De oude dame was uit haar slaapje opgeschrikt toen Marieke de voordeur in het slot liet vallen. “Sla toch niet zo met die deur, kind. Je leert het ook nooit. “Kaarsrecht zit ze in haar stoel. ‘Was het wel zo verstandig geweest om het meisje over die briefjes te vertellen? Maar ze heeft eigenlijk bewust een hint gegeven en die zal ze thuis doorgeven. Dat was wel de bedoeling! ´ Ze staat op en loopt langzaam de trappen op naar haar slaapkamer om even te gaan liggen.

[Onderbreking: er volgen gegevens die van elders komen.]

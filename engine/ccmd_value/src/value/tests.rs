use super::*;
use pretty_assertions::assert_eq;

#[test]
fn test_output_forms() {
    assert_eq!(Value::Null.to_output(), "");
    assert_eq!(Value::string("Nova").to_output(), "Nova");
    assert_eq!(Value::Int(5).to_output(), "5");
    assert_eq!(Value::Float(2.5).to_output(), "2.5");
    assert_eq!(Value::Float(5.0).to_output(), "5");
    assert_eq!(Value::Bool(false).to_output(), "false");
}

#[test]
fn test_output_of_structures_is_json() {
    let value = Value::map_from([
        ("title", Value::string("Hi")),
        ("fields", Value::list(vec![Value::Int(1), Value::Null])),
    ]);
    assert_eq!(value.to_output(), r#"{"fields":[1,null],"title":"Hi"}"#);
}

#[test]
fn test_truthiness() {
    assert!(!Value::Null.is_truthy());
    assert!(!Value::Int(0).is_truthy());
    assert!(!Value::Float(f64::NAN).is_truthy());
    assert!(!Value::empty_str().is_truthy());
    assert!(!Value::list(vec![]).is_truthy());
    assert!(Value::string("0").is_truthy());
    assert!(Value::Int(-1).is_truthy());
    assert!(Value::map_from([("a", Value::Null)]).is_truthy());
}

#[test]
fn test_numeric_views() {
    assert_eq!(Value::string(" 42 ").as_int(), Some(42));
    assert_eq!(Value::Float(3.0).as_int(), Some(3));
    assert_eq!(Value::Float(3.5).as_int(), None);
    assert_eq!(Value::string("2.5").as_f64(), Some(2.5));
    assert_eq!(Value::string("inf").as_f64(), None);
    assert_eq!(Value::Bool(true).as_f64(), None);
}

#[test]
fn test_json_keeps_integer_types() {
    let parsed = Value::parse_json(r#"{"id": 7, "ratio": 0.5, "tags": ["a"]}"#);
    let Some(Value::Map(entries)) = parsed else {
        panic!("expected a map, got {parsed:?}");
    };
    assert_eq!(entries.get("id"), Some(&Value::Int(7)));
    assert_eq!(entries.get("ratio"), Some(&Value::Float(0.5)));
    assert_eq!(
        entries.get("tags"),
        Some(&Value::list(vec![Value::string("a")]))
    );
}

#[test]
fn test_parse_json_rejects_garbage() {
    assert_eq!(Value::parse_json("{not json"), None);
}

#[test]
fn test_non_finite_float_to_json_is_null() {
    assert_eq!(Value::Float(f64::INFINITY).to_json(), serde_json::Value::Null);
}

Ze heeft nog zoveel te doen. De tijd dringt, dat voelt ze maar al te goed. Ze is zo moe, zo ontzettend moe. Haar gedachten zwerven ook vandaag weer naar het verleden. Naar haar huwelijk en de dag dat ze het bericht kreeg dat haar man was overleden. Hij was al meer dan een jaar niet thuis geweest. Later werden zijn bezittingen in een grote jute zak bij haar bezorgd. Lang had het geduurd voor ze de moed had die uit te pakken. Het voelde als heiligschennis, ook al had de inhoud aan haar echtgenoot toebehoord. Wat ze had aangetroffen, had haar overstelpt. De sindsdien opgekropte gevoelens hadden zich als een ettergezwel in haar geest genesteld. Ze had o.a. afgesloten logboeken gevonden. Met de sleutel die ze in zijn grote zwarte beurs had gevonden, kon ze de in leer gebonden boeken openen. Het bleek al gauw, dat haar echtgenoot zijn logboeken minutieus had bijgehouden. Ze was begonnen met boek nummer één, geschreven in 1942. Het is oorlog en zijn ontboezemingen omschrijven het gevaar op zee, de eenzaamheid, het verlangen naar vrouw en kinderen. De strubbelingen aan boord, het ondermijnde gezag. De nooit aan haar vertelde geheimen over de oorlog op zee worden nauwkeurig belicht in een bijna kalligrafisch handschrift. Ze werd alsnog deelgenoot van zijn roerige leven.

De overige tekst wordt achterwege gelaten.